En 2005, je voyage en France pour convaincre mon ami de jeunesse parisienne, Denis Dupré, de m’aider à réaliser un livre sur ma démarche artistique. Dans l’attente de sa réponse, je rentre en Polynésie pour gérer des problèmes associatifs humanitaires. Je retourne à Saumur en automne 2006, et Denis accepte de participer à l’organisation d’une exposition. Il commence à écrire sur mes Artographies et, en une semaine, il crée une association « Les Amis de Mathius » avec des amateurs d’art de France. En décembre 2006, nous voyageons vers des lieux de mon enfance. Au sommet de la grande côte du village de Liré, situé entre Nantes et Angers, l’entrée du château de la Turmelière avec sa Grande Allée bordée de grands arbres, reste inchangée. Mon émotion est indescriptible, j’erre dans le parc de mon ex-pension, à la recherche de quelques vies d’une époque perdue. En contrebas du coteau, les ruines de la demeure de Joachin du Bellay sont devenues le symbole des vestiges de mes rêves d’enfant. La Turmelière est un mausolée de mes souvenirs d’instants heureux. Nous poursuivons notre étrange voyage vers les marais de la Presqu’île guérandaise. À La Baule, devant la Maison des douleurs, madame Moisan, la voisine de ma maison maternelle, stupéfiée par ma venue, tente de justifier la lâcheté des habitants du quartier à mon égard. Je souris encore du déni effroyable de cette femme devant ma souffrance d’enfant. Par contre, la disparition momentanée de Denis pendant cette rencontre m’a sidéré, son refus d’entendre une vérité que nous étions venus chercher est totalement inattendu. Après cette entrevue ratée devant la Maison des douleurs, nous continuons notre route jusqu’au Bourg-de-Batz. Au milieu des marais, mon ami d’enfance, Michel Devillers, nous attend. Michel est grandement étonné que je sois artiste peintre et non musicien. Médusé, il me demande si je continue à composer des musiques qu’il aimait écouter avec d’autres enfants du Grand Clos. En cet instant, la honte que j’avais ressentie lorsque mon talent avait failli face à monsieur Aimé Maeght envahit mon âme. Comment expliquer la complexité de mon héritage artistique ? Je comprends l’urgence de retourner à mon « gommisme » et d’arrêter de cacher ma véritable identité artistique. L’innocence de mon ami d’enfance venait de me donner une leçon d’humilité. Denis, perdu dans ce retour vers le futur s’invente un roman pour fuir sa propre réalité et son déni. Il est vain de contredire ses pensées.

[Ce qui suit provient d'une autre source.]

use std::collections::{BTreeMap, HashMap};
use std::path::Path;

use serde::Serialize;
use thiserror::Error;
use tracing::error;

use crate::core::types::{FragmentLayout, LibraryType, ReadEnd};
use crate::parsing::LibraryTableError;
use crate::utils::validation::{find_sequence_file, split_file_list};

/// Per-library free-form parameters, keyed by parameter name
pub type LibraryParams = BTreeMap<String, String>;

/// A problem found while validating a library
#[derive(Error, Debug, Clone, PartialEq, Eq)]
pub enum LibraryIssue {
    #[error("Invalid library type '{0}'")]
    UnknownLibraryType(String),

    #[error("No read 1 files listed")]
    NoRead1Files,

    #[error("{read} file {path} not found")]
    MissingReadFile { read: ReadEnd, path: String },

    #[error("Unequal number of read 1 ({read1}) and read 2 ({read2}) files")]
    UnequalReadCounts { read1: usize, read2: usize },
}

/// One sequencing library from a library table
#[derive(Debug, Clone, PartialEq, Eq, Default, Serialize)]
pub struct Library {
    pub study_id: String,
    pub cohort_id: String,
    pub patient_id: String,
    pub sample_id: String,

    /// Unique key within a table
    pub library_id: String,

    pub description: String,
    pub species: String,

    /// Strand protocol
    pub library_type: LibraryType,

    /// Read 1 file paths, in order
    pub read1_files: Vec<String>,

    /// Read 2 file paths, in order. Empty for single-end libraries.
    pub read2_files: Vec<String>,

    /// Free-form parameters scoped to this library
    #[serde(skip_serializing_if = "BTreeMap::is_empty")]
    pub params: LibraryParams,
}

impl Library {
    /// Field names of a library record, in table order
    pub const FIELDS: [&'static str; 11] = [
        "study_id",
        "cohort_id",
        "patient_id",
        "sample_id",
        "library_id",
        "description",
        "species",
        "library_type",
        "read1_files",
        "read2_files",
        "fragment_layout",
    ];

    pub fn new(library_id: impl Into<String>) -> Self {
        Self {
            library_id: library_id.into(),
            ..Self::default()
        }
    }

    #[must_use]
    pub fn with_library_type(mut self, library_type: LibraryType) -> Self {
        self.library_type = library_type;
        self
    }

    #[must_use]
    pub fn with_read_files<S: Into<String>>(
        mut self,
        read1: impl IntoIterator<Item = S>,
        read2: impl IntoIterator<Item = S>,
    ) -> Self {
        self.read1_files = read1.into_iter().map(Into::into).collect();
        self.read2_files = read2.into_iter().map(Into::into).collect();
        self
    }

    /// Build a library from a raw record of field name to value.
    ///
    /// Names not in [`Library::FIELDS`] are ignored, as is `fragment_layout`,
    /// which is always derived from the read 2 files. Read file fields are
    /// comma-separated lists.
    ///
    /// # Errors
    ///
    /// Returns `LibraryTableError::MissingField` if `library_id` is absent or empty.
    pub fn from_fields(
        fields: &HashMap<String, String>,
        params: LibraryParams,
    ) -> Result<Self, LibraryTableError> {
        let get = |name: &str| fields.get(name).map(|v| v.trim().to_string()).unwrap_or_default();

        let library_id = get("library_id");
        if library_id.is_empty() {
            return Err(LibraryTableError::MissingField("library_id"));
        }

        Ok(Self {
            study_id: get("study_id"),
            cohort_id: get("cohort_id"),
            patient_id: get("patient_id"),
            sample_id: get("sample_id"),
            library_id,
            description: get("description"),
            species: get("species"),
            library_type: LibraryType::parse(&get("library_type")),
            read1_files: split_file_list(&get("read1_files")),
            read2_files: split_file_list(&get("read2_files")),
            params,
        })
    }

    /// Build a library from values in [`Library::FIELDS`] order, for rows
    /// without a header. Missing trailing values are empty.
    ///
    /// # Errors
    ///
    /// See [`Library::from_fields`].
    pub fn from_values<S: AsRef<str>>(
        values: &[S],
        params: LibraryParams,
    ) -> Result<Self, LibraryTableError> {
        let fields: HashMap<String, String> = Library::FIELDS
            .iter()
            .zip(values)
            .map(|(name, value)| ((*name).to_string(), value.as_ref().to_string()))
            .collect();
        Self::from_fields(&fields, params)
    }

    /// JSON object of every field, including the derived `fragment_layout`
    ///
    /// # Errors
    ///
    /// Returns an error if a field fails to serialize.
    pub fn to_json(&self) -> serde_json::Result<serde_json::Value> {
        let mut value = serde_json::to_value(self)?;
        if let serde_json::Value::Object(map) = &mut value {
            map.insert(
                "fragment_layout".to_string(),
                serde_json::to_value(self.fragment_layout())?,
            );
        }
        Ok(value)
    }

    /// Paired if and only if read 2 files are listed
    #[must_use]
    pub fn fragment_layout(&self) -> FragmentLayout {
        if self.read2_files.is_empty() {
            FragmentLayout::Single
        } else {
            FragmentLayout::Paired
        }
    }

    /// Text value of a field as it appears in a table.
    ///
    /// Read file lists are joined with commas. Returns `None` for unknown names.
    pub fn field_value(&self, name: &str) -> Option<String> {
        let value = match name {
            "study_id" => self.study_id.clone(),
            "cohort_id" => self.cohort_id.clone(),
            "patient_id" => self.patient_id.clone(),
            "sample_id" => self.sample_id.clone(),
            "library_id" => self.library_id.clone(),
            "description" => self.description.clone(),
            "species" => self.species.clone(),
            "library_type" => self.library_type.to_string(),
            "read1_files" => self.read1_files.join(","),
            "read2_files" => self.read2_files.join(","),
            "fragment_layout" => self.fragment_layout().to_string(),
            _ => return None,
        };
        Some(value)
    }

    /// Check the library against the recognized strand protocols and the filesystem.
    ///
    /// All problems are collected; checking does not stop at the first one.
    ///
    /// # Errors
    ///
    /// Returns `LibraryTableError::Io` if a read file cannot be checked for a
    /// reason other than it not existing.
    pub fn validate(&self) -> Result<Vec<LibraryIssue>, LibraryTableError> {
        let mut issues = Vec::new();

        if !self.library_type.is_recognized() {
            issues.push(LibraryIssue::UnknownLibraryType(
                self.library_type.to_string(),
            ));
        }

        if self.read1_files.is_empty() {
            issues.push(LibraryIssue::NoRead1Files);
        }
        check_read_files(ReadEnd::Read1, &self.read1_files, &mut issues)?;

        if self.fragment_layout() == FragmentLayout::Paired {
            check_read_files(ReadEnd::Read2, &self.read2_files, &mut issues)?;

            if self.read1_files.len() != self.read2_files.len() {
                issues.push(LibraryIssue::UnequalReadCounts {
                    read1: self.read1_files.len(),
                    read2: self.read2_files.len(),
                });
            }
        }

        Ok(issues)
    }

    /// Validate and log every problem found.
    ///
    /// # Errors
    ///
    /// See [`Library::validate`].
    pub fn is_valid(&self) -> Result<bool, LibraryTableError> {
        let issues = self.validate()?;
        for issue in &issues {
            error!(library = %self.library_id, "{issue}");
        }
        Ok(issues.is_empty())
    }
}

fn check_read_files(
    read: ReadEnd,
    files: &[String],
    issues: &mut Vec<LibraryIssue>,
) -> Result<(), LibraryTableError> {
    for path in files {
        if find_sequence_file(Path::new(path))?.is_none() {
            issues.push(LibraryIssue::MissingReadFile {
                read,
                path: path.clone(),
            });
        }
    }
    Ok(())
}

Sur la route du retour vers Saumur, nous rêvons de trouver un titre original pour mon prochain vernissage… L’ami Éric Bagourd, professeur de musique, a lancé des contacts avec la Ville de Loudun pour mon exposition. Il est le trésorier de l’association Gabriel Fauré qui organise, à la Collégiale Sainte-Croix, des événements musicaux. Denis m’emmène en repérage dans cette église gothique, au cœur de la ville. Sous un soleil extérieur de fin d’hiver, les pierres blanches de la Collégiale se sont drapées d’une lumière ample et douce. Je déclare : « C’est ici que je veux exposer, et le titre de l’exposition sera : Le Tropique des Marais ». Pour les locuteurs de langue polynésienne, le titre est une double entrée, les « marae » sont des lieux sacrés des cultes polynésiens, dont la prononciation se rapproche de « marais ». Je laisse sans contrainte Denis écrire sur ma démarche artistique et organiser l’exposition prévue, dans une année, en la collégiale de Loudun.
Je repars à Tahiti pour exposer pour le principe, mes Artographies à l’Assemblée de la Polynésie, et je retourne en France au début du printemps 2008 pour mon événement pictural à Loudun. Le jour du vernissage, une belle assistance emplit la Collégiale, le maire souhaite la bienvenue à toutes et à tous. Lorsque je dois prendre la parole, je deviens subitement aphone et des vertiges me transportent dans un ailleurs terrible. C’est la présence de ma fille qui me ramène dans la réalité du monde. Ce malaise était le prix d’âme à payer pour arriver à rompre la malédiction familiale. Inconsciemment, je l’ai écrit dans mon discours, « aphone », de bienvenue à cette exposition : « Madame, Monsieur, mon Art est le véhicule par lequel je vous invite à visiter chaque parcelle de mon éternité. Écoutez ! Je vous emmène dans ma réponse au souffle de mon créateur.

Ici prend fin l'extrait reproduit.